Criteria used for automated labeling and corresponding IC ranking, 1 being most probable and 5 least probable as presented in Milles et al. (2006).

Sorting Criterion Ordering 1 2 3 4 5
Mean weight value Descending Baseline RV LV Myocardium, Outliers
Maximum weight value Descending Baseline RV LV Myocardium, Outliers
Time point of maximum Ascending Baseline RV LV Myocardium, Outliers
Maximum time derivative Descending RV, LV, Outliers Myocardium Baseline
Histogram symmetry of IC Descending Outliers Myocardium RV, LV, Baseline

Unfortunately, Milles et al. (2006) did not give a clear indication on how this voting is actually applied, nor any explanation why for the outliers the histogram symmetry of IC should be high, why the maximum weight value for the outliers should be smaller for outliers than for all the other components, or why the time point of the maximum of LV and RV should be before the time point of the maximum of the outlier component. Especially the latter two properties do not hold in a free breathing setting.

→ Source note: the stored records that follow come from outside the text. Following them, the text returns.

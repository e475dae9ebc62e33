use company_scorer::batch::{run_snapshot, BatchOptions, BatchReport, PopulationSnapshot};
use company_scorer::config::AppConfig;
use company_scorer::correlation::{CancelFlag, EngineConfig, LogProgress, Progress, ProgressSink};
use company_scorer::errors::{ScoringError, ScoringResult};
use company_scorer::resolve::ResolverConfig;
use company_scorer::scoring::MetricCatalog;
use std::path::Path;
use tokio::sync::mpsc;

#[tokio::main]
async fn main() {
    tracing_subscriber::fmt()
        .with_env_filter(
            tracing_subscriber::EnvFilter::try_from_default_env()
                .unwrap_or_else(|_| tracing_subscriber::EnvFilter::new("info")),
        )
        .with_target(false)
        .with_writer(std::io::stderr)
        .init();

    tracing::info!("company_scorer batch starting");

    let cfg = match AppConfig::from_env() {
        Ok(c) => c,
        Err(e) => {
            tracing::error!("config error: {e}");
            std::process::exit(1);
        }
    };

    if let Err(e) = run(cfg).await {
        tracing::error!(error = %e, "batch failed");
        std::process::exit(1);
    }
}

async fn run(cfg: AppConfig) -> ScoringResult<()> {
    let catalog = match &cfg.metric_catalog_path {
        Some(path) => {
            let raw = tokio::fs::read_to_string(path)
                .await
                .map_err(|e| ScoringError::Io(format!("{}: {e}", path.display())))?;
            MetricCatalog::from_json(&raw)?
        }
        None => MetricCatalog::default(),
    };
    tracing::info!(
        metrics = catalog.len(),
        max_score = catalog.max_score(),
        "metric catalog loaded"
    );

    let snapshot = PopulationSnapshot::load(&cfg.snapshot_path)?;
    tracing::info!(
        path = %cfg.snapshot_path.display(),
        entries = snapshot.scores.len(),
        listings = snapshot.listings.len(),
        overrides = snapshot.overrides.len(),
        "snapshot loaded"
    );

    // ── Cancellation ──
    let cancel = CancelFlag::new();
    let on_interrupt = cancel.clone();
    tokio::spawn(async move {
        if tokio::signal::ctrl_c().await.is_ok() {
            tracing::warn!("interrupt received, finishing in-flight chunks");
            on_interrupt.cancel();
        }
    });

    // ── Progress: workers send, this task logs ──
    let (progress_tx, mut progress_rx) = mpsc::unbounded_channel::<Progress>();
    let progress_task = tokio::spawn(async move {
        while let Some(p) = progress_rx.recv().await {
            LogProgress.report(&p);
        }
    });

    let options = BatchOptions {
        engine: EngineConfig {
            progress_interval: cfg.progress_interval,
            chunk_size: cfg.correlation_chunk_size,
            worker_threads: cfg.worker_threads,
        },
        resolver: ResolverConfig {
            override_bonus: cfg.override_bonus,
        },
        min_match_score: cfg.min_match_score,
        top_correlations: cfg.top_correlations,
    };

    // Sender moves into the blocking task; dropping it there ends the progress task.
    let report = tokio::task::spawn_blocking(move || {
        run_snapshot(&catalog, &snapshot, &options, &progress_tx, &cancel)
    })
    .await
    .map_err(|e| ScoringError::Task(e.to_string()))??;

    let _ = progress_task.await;

    log_report(&report);
    write_report(&cfg.output_path, &report).await?;
    tracing::info!(path = %cfg.output_path.display(), "results written");
    Ok(())
}

fn log_report(report: &BatchReport) {
    let stats = &report.correlation;
    tracing::info!(
        run_id = %report.run_id,
        entities = report.entities.len(),
        edges = stats.edges_emitted,
        pairs = stats.pairs_evaluated,
        total_pairs = stats.total_pairs,
        cancelled = stats.cancelled,
        "batch complete"
    );

    for agg in report.aggregates.iter().take(10) {
        tracing::info!(
            entity = %agg.entity_key,
            total = format_args!("{:.1}", agg.total),
            percentage = format_args!("{:.1}", agg.percentage),
            percentile = agg.percentile,
            "top score"
        );
    }
    for edge in report.strongest.iter().take(10) {
        tracing::info!(
            a = %edge.entity_a,
            b = %edge.entity_b,
            r = format_args!("{:.4}", edge.coefficient),
            shared = edge.sample_size,
            "strong correlation"
        );
    }
    for edge in report.most_negative.iter().take(10) {
        tracing::info!(
            a = %edge.entity_a,
            b = %edge.entity_b,
            r = format_args!("{:.4}", edge.coefficient),
            shared = edge.sample_size,
            "negative correlation"
        );
    }
}

async fn write_report(path: &Path, report: &BatchReport) -> ScoringResult<()> {
    if let Some(dir) = path.parent().filter(|d| !d.as_os_str().is_empty()) {
        tokio::fs::create_dir_all(dir).await?;
    }
    let json = serde_json::to_vec_pretty(report)?;
    tokio::fs::write(path, json).await?;
    Ok(())
}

In Milles et al. (2007) (and in extension in Milles et al. (2008)) a linear registration scheme was proposed that used a three-component ICA, identifies Baseline, RV and LV enhancement by using the first three rows of Table 1, and uses these components to create synthetic references that are free of motion. The linear registration allowed only translational movement and optimized cross correlation in a two-pass registration scheme that uses a sub-sampled version of the images in the first pass and full resolution images in the second pass. However, for data sets that are acquired free breathing, a three component ICA will not properly separate RV and LV. Instead, the motion and one of the two ventricle cavity enhancements may be merged into one component, making proper identification of the RV and LV impossible (Fig. 3). In addition, images created from these components retain most of the motion and can, therefore, not be used as reference images to compensate for the motion.

Figure 3.

Figure 3

Time curve representation of the mixing matrix for ICAs with three numbers of retained components and the corresponding ICs.

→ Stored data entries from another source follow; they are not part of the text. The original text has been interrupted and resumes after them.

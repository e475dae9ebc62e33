pub mod directory;
pub mod matcher;
pub mod normalizer;

pub use directory::{is_bond, listing_source, EntityDirectory};
pub use matcher::{search, CandidateSource, NameMatch, NameResolver, ResolverConfig, SourceKind};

In a further extension to Milles et al. (2008), Gupta et al. (2010) suggested to use a five component ICA to run the motion compensation algorithm using the ranking proposed above to identify the ICs corresponding to LV, RV, baseline, myocardial perfusion and motion. Since the identification and labeling of the component related to myocardial perfusion proved to be difficult only the components related to LV, RV, and baseline were used for reference image creation, and the motion component was explicitly dropped. It is not clear from the text, however, whether this implies that in the end only a four component ICA was applied, or a five component ICA was run and both the motion component and the myocardial component were discarded. Finally, to achieve motion compensation the same linear registration was applied that was used in Milles et al. (2008), with an additional final registration pass at the full image resolution. Gupta et al. (2010) noted that for series containing large movements the algorithm failed.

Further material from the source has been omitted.